Since the start of the industrial revolution in the mid-eighteenth century, human activities have greatly increased the concentrations of greenhouse gases in the atmosphere.
Consequently, measured atmospheric concentrations of carbon dioxide are many times higher than pre-industrial levels.
The main sources of greenhouse gases due to human activity are:
Carbon dioxide levels are substantially higher now than at any time in the last 750 000 years. Beginning with the industrial revolution in the 18th century, the combustion of fossil fuels has elevated CO2 levels from a concentration of approximately 280 parts per million (ppm) in the atmosphere in pre-industrial times to around 387 ppm today.
Concentrations are increasing at a rate of about 2–3 ppm/year. These increasing concentrations are projected to reach a range between 535 to 983 ppm in the atmosphere by the end of the 21st century.
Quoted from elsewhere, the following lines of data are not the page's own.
impl SearchEngine {
    /// Snapshots `grid` and seeds the frontier with its start cell.
    pub fn new(grid: &GridModel, strategy: SearchStrategy) -> Result<Self, PathfindingError> {
        let start = grid
            .start()
            .ok_or_else(|| PathfindingError::invalid_state("no start cell designated"))?;
        let goal = grid
            .goal()
            .ok_or_else(|| PathfindingError::invalid_state("no goal cell designated"))?;

        let cost_model = strategy.cost_model();
        let mut frontier = strategy.frontier();
        frontier.push(start, cost_model.heuristic(start, goal));

        let mut g_cost = FxHashMap::default();
        g_cost.insert(start, 0);

        tracing::debug!(%start, %goal, %strategy, "search engine created");
        Ok(SearchEngine {
            strategy,
            snapshot: grid.clone(),
            start,
            goal,
            frontier,
            cost_model,
            visited: FxHashSet::default(),
            visit_order: Vec::new(),
            g_cost,
            predecessor: FxHashMap::default(),
            pending: VecDeque::new(),
            status: Status::Running,
            steps: 0,
        })
    }

    /// Queues edits for the next `advance()`. Batches submitted between two
    /// steps are applied in submission order, each one atomically.
    pub fn submit(&mut self, batch: ObstacleEditBatch) {
        if !batch.is_empty() {
            self.pending.push_back(batch);
        }
    }

    /// Applies pending edits, then performs one expansion.
    ///
    /// Fails with `InvalidState` once the run is over. Every pending batch
    /// is tried in order. Batches that cannot be applied are dropped on their
    /// own without affecting the others. If any was dropped, the first error
    /// is returned and no expansion happens in that call.
    pub fn advance<O: StepObserver + ?Sized>(
        &mut self,
        observer: &mut O,
    ) -> Result<Progress, PathfindingError> {
        if self.status != Status::Running {
            return Err(PathfindingError::invalid_state(format!(
                "cannot advance a search that has {}",
                self.status
            )));
        }

        let mut rejected = None;
        while let Some(batch) = self.pending.pop_front() {
            match batch.apply_to(&mut self.snapshot) {
                Ok(()) => tracing::debug!(edits = batch.len(), "applied edit batch"),
                Err(err) => {
                    tracing::warn!(%err, edits = batch.len(), "rejected edit batch");
                    rejected.get_or_insert(err);
                }
            }
        }
        if let Some(err) = rejected {
            return Err(err);
        }

        if self.snapshot.start() != Some(self.start) || self.snapshot.goal() != Some(self.goal) {
            let outcome = Outcome::Failed(FailureReason::GoalUnreachableConfigChanged);
            return Ok(self.finish(outcome, observer));
        }

        let Some(current) = self.pop_expandable() else {
            let outcome = Outcome::Failed(FailureReason::NoPathExists);
            return Ok(self.finish(outcome, observer));
        };

        self.visited.insert(current);
        self.visit_order.push(current);
        self.steps += 1;

        let current_g = self.g_cost.get(&current).copied().unwrap_or_default();
        if current == self.goal {
            self.status = Status::Succeeded;
            let path = path::reconstruct(self)?;
            let crossed = self.blocked_cells_on(&path);
            if !crossed.is_empty() {
                tracing::warn!(
                    cells = ?crossed,
                    "path crosses cells blocked after they were expanded"
                );
            }
            let outcome = Outcome::Succeeded {
                path,
                cost: current_g,
            };
            return Ok(self.finish(outcome, observer));
        }

        let mut newly_discovered = Vec::new();
        for neighbor in self.snapshot.neighbors(current) {
            if self.visited.contains(&neighbor) {
                continue;
            }
            let tentative = current_g + self.cost_model.cost(current, neighbor);
            let improves = self
                .g_cost
                .get(&neighbor)
                .map_or(true, |&known| tentative < known);
            if !improves {
                continue;
            }

            self.g_cost.insert(neighbor, tentative);
            self.predecessor.insert(neighbor, current);
            let priority = tentative + self.cost_model.heuristic(neighbor, self.goal);
            self.frontier.push(neighbor, priority);
            newly_discovered.push(neighbor);
        }

        let event = StepEvent {
            newly_discovered,
            expanded: current,
            step_count: self.steps,
            running_cost: current_g,
            priority: current_g + self.cost_model.heuristic(current, self.goal),
        };
        tracing::trace!(
            expanded = %event.expanded,
            step = event.step_count,
            cost = event.running_cost,
            discovered = event.newly_discovered.len(),
            "expanded cell"
        );
        observer.on_step(&event);
        Ok(Progress::Stepped(event))
    }

    /// Pops until a cell worth expanding turns up, discarding stale entries.
    fn pop_expandable(&mut self) -> Option<Cell> {
        while let Some(cell) = self.frontier.pop_min() {
            if self.visited.contains(&cell) {
                tracing::debug!(%cell, "skipping stale frontier entry");
                continue;
            }
            if !self.g_cost.contains_key(&cell) {
                // Dropped earlier as blocked; this is a leftover duplicate.
                continue;
            }
            if self.snapshot.is_blocked(cell) {
                // Blocked after discovery. Forget its cost so it can be
                // rediscovered if it is unblocked later.
                tracing::debug!(%cell, "dropping frontier entry blocked after discovery");
                self.g_cost.remove(&cell);
                self.predecessor.remove(&cell);
                continue;
            }
            return Some(cell);
        }
        None
    }

    fn blocked_cells_on(&self, path: &[Cell]) -> Vec<Cell> {
        path.iter()
            .copied()
            .filter(|&cell| self.snapshot.is_blocked(cell))
            .collect()
    }

    /// Cells of the found path that are blocked in the current snapshot.
    ///
    /// Expanded cells are never revisited, so a cell blocked after its
    /// expansion can still end up on the path. Empty unless the run succeeded.
    pub fn blocked_path_cells(&self) -> Vec<Cell> {
        match self.path() {
            Ok(path) => self.blocked_cells_on(&path),
            Err(_) => Vec::new(),
        }
    }

    fn finish<O: StepObserver + ?Sized>(&mut self, outcome: Outcome, observer: &mut O) -> Progress {
        self.status = match &outcome {
            Outcome::Succeeded { .. } => Status::Succeeded,
            Outcome::Failed(reason) => Status::Failed(*reason),
        };
        tracing::info!(
            strategy = %self.strategy,
            status = %self.status,
            steps = self.steps,
            "search finished"
        );
        observer.on_finished(&outcome);
        Progress::Finished(outcome)
    }

    /// Calls `advance()` until the run leaves `Running`.
    pub fn run_to_completion<O: StepObserver + ?Sized>(
        &mut self,
        observer: &mut O,
    ) -> Result<Outcome, PathfindingError> {
        loop {
            if let Progress::Finished(outcome) = self.advance(observer)? {
                return Ok(outcome);
            }
        }
    }

    /// Start-to-goal path. Only valid once the run has succeeded.
    pub fn path(&self) -> Result<Vec<Cell>, PathfindingError> {
        path::reconstruct(self)
    }

    pub fn status(&self) -> Status {
        self.status
    }

    pub fn strategy(&self) -> SearchStrategy {
        self.strategy
    }

    pub fn start(&self) -> Cell {
        self.start
    }

    pub fn goal(&self) -> Cell {
        self.goal
    }

    /// The engine's private grid, as of the last applied batch.
    pub fn snapshot(&self) -> &GridModel {
        &self.snapshot
    }

    /// Expanded cells in expansion order.
    pub fn visit_order(&self) -> &[Cell] {
        &self.visit_order
    }

    pub fn is_visited(&self, cell: Cell) -> bool {
        self.visited.contains(&cell)
    }

    pub fn g_cost(&self, cell: Cell) -> Option<u32> {
        self.g_cost.get(&cell).copied()
    }

    pub fn predecessor(&self, cell: Cell) -> Option<Cell> {
        self.predecessor.get(&cell).copied()
    }

    pub fn frontier_cells(&self) -> Vec<Cell> {
        self.frontier.pending()
    }

    pub fn frontier_contains(&self, cell: Cell) -> bool {
        self.frontier.contains(cell)
    }

    pub fn frontier_len(&self) -> usize {
        self.frontier.len()
    }

    /// Number of expansions so far.
    pub fn steps(&self) -> usize {
        self.steps
    }
}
Together with rising emissions of methane and other greenhouse gases, and the associated feedback effects, it is suggested that these changes may possibly cause an increase of 1.4–5.6°C between 1990 and 2100. Consequently some scientists have suggested setting goals to try to limit concentrations to 450 or 500 ppm.
Land use change (mainly deforestation in the tropics) accounts for up to one third of total anthropogenic CO2 emissions.
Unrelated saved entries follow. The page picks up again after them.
use crate::algorithms::common::SearchStrategy;
use crate::algorithms::engine::Outcome;
use std::fmt;
use std::time::Duration;

#[derive(Debug, Clone)]
pub struct RunStatistics {
    pub strategy: SearchStrategy,
    pub steps: usize,
    pub discovered: usize,
    pub edit_batches: usize,
    pub path_length: Option<usize>,
    pub path_cost: Option<u32>,
    /// Optimal cost on the final grid, from the reference search.
    pub reference_cost: Option<u32>,
    pub timing: TimingData,
}

impl RunStatistics {
    pub fn new(strategy: SearchStrategy) -> Self {
        RunStatistics {
            strategy,
            steps: 0,
            discovered: 0,
            edit_batches: 0,
            path_length: None,
            path_cost: None,
            reference_cost: None,
            timing: TimingData::new(),
        }
    }

    pub fn record_outcome(&mut self, outcome: &Outcome) {
        if let Outcome::Succeeded { path, cost } = outcome {
            self.path_length = Some(path.len());
            self.path_cost = Some(*cost);
        }
    }

    /// Path cost over the reference optimum. 1.0 means optimal.
    pub fn route_efficiency(&self) -> Option<f64> {
        match (self.path_cost, self.reference_cost) {
            (Some(cost), Some(best)) if best > 0 => Some(cost as f64 / best as f64),
            (Some(0), Some(0)) => Some(1.0),
            _ => None,
        }
    }
}

impl fmt::Display for RunStatistics {
    fn fmt(&self, f: &mut fmt::Formatter<'_>) -> fmt::Result {
        writeln!(f, "Strategy: {}", self.strategy)?;
        writeln!(f, "Expansions: {}", self.steps)?;
        writeln!(f, "Cells discovered: {}", self.discovered)?;
        writeln!(f, "Edit batches applied: {}", self.edit_batches)?;
        match (self.path_length, self.path_cost) {
            (Some(len), Some(cost)) => writeln!(f, "Path: {len} cells, cost {cost}")?,
            _ => writeln!(f, "Path: none")?,
        }
        match self.reference_cost {
            Some(best) => writeln!(f, "Optimal cost on final grid: {best}")?,
            None => writeln!(f, "Optimal cost on final grid: unreachable")?,
        }
        if let Some(efficiency) = self.route_efficiency() {
            writeln!(f, "Route efficiency: {efficiency:.3}")?;
            if efficiency > 1.0 {
                writeln!(f, "Note: obstacles changed while searching, path was planned on an earlier grid")?;
            }
        }
        writeln!(f, "Average step time: {:.2?}", self.timing.average_step_time())?;
        writeln!(f, "Total step time: {:.2?}", self.timing.total_step_time())?;
        Ok(())
    }
}

#[derive(Debug, Clone, Default)]
pub struct TimingData {
    pub step_times: Vec<Duration>,
}

impl TimingData {
    pub fn new() -> Self {
        Self::default()
    }

    pub fn average_step_time(&self) -> Duration {
        if self.step_times.is_empty() {
            Duration::from_nanos(0)
        } else {
            self.total_step_time() / self.step_times.len() as u32
        }
    }

    pub fn total_step_time(&self) -> Duration {
        self.step_times.iter().sum()
    }

    pub fn total_calls(&self) -> usize {
        self.step_times.len()
    }
}

#[cfg(test)]
mod tests {
    use super::*;
    use crate::grid::Cell;

    #[test]
    fn efficiency_compares_against_reference() {
        let mut stats = RunStatistics::new(SearchStrategy::BestFirst);
        assert_eq!(stats.route_efficiency(), None);

        stats.record_outcome(&Outcome::Succeeded {
            path: vec![Cell::new(0, 0), Cell::new(0, 1), Cell::new(0, 2)],
            cost: 2,
        });
        stats.reference_cost = Some(2);
        assert_eq!(stats.path_length, Some(3));
        assert_eq!(stats.route_efficiency(), Some(1.0));

        stats.reference_cost = Some(0);
        assert_eq!(stats.route_efficiency(), None);
    }

    #[test]
    fn timing_averages() {
        let timing = TimingData {
            step_times: vec![Duration::from_micros(10), Duration::from_micros(30)],
        };
        assert_eq!(timing.average_step_time(), Duration::from_micros(20));
        assert_eq!(timing.total_calls(), 2);
        assert_eq!(TimingData::new().average_step_time(), Duration::ZERO);
    }
}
Agricultural activities such as livestock digestion, manure use, paddy rice farming, land use and wetland changes, pipeline losses, and vented subsurface landfill emissions all lead to higher methane atmospheric concentrations.
The use of fertilizers can also lead to higher nitrous oxide (N2O) concentrations.
Prior to widespread fossil fuel use, man’s largest effect on local climate was to change land use by activities such as irrigation, deforestation, and agriculture.
Land use may alter the local albedo (reflectivity of the Earth’s surface) by reducing vegetation ground cover, altering the way sunlight is absorbed or reflected. It is possible that the climate of Greece and other Mediterranean countries was permanently changed by widespread deforestation (wood being used for shipbuilding, construction and fuel) between 700 BC and 1 AD, with the result that the modern climate of these countries is significantly hotter and drier than it was before.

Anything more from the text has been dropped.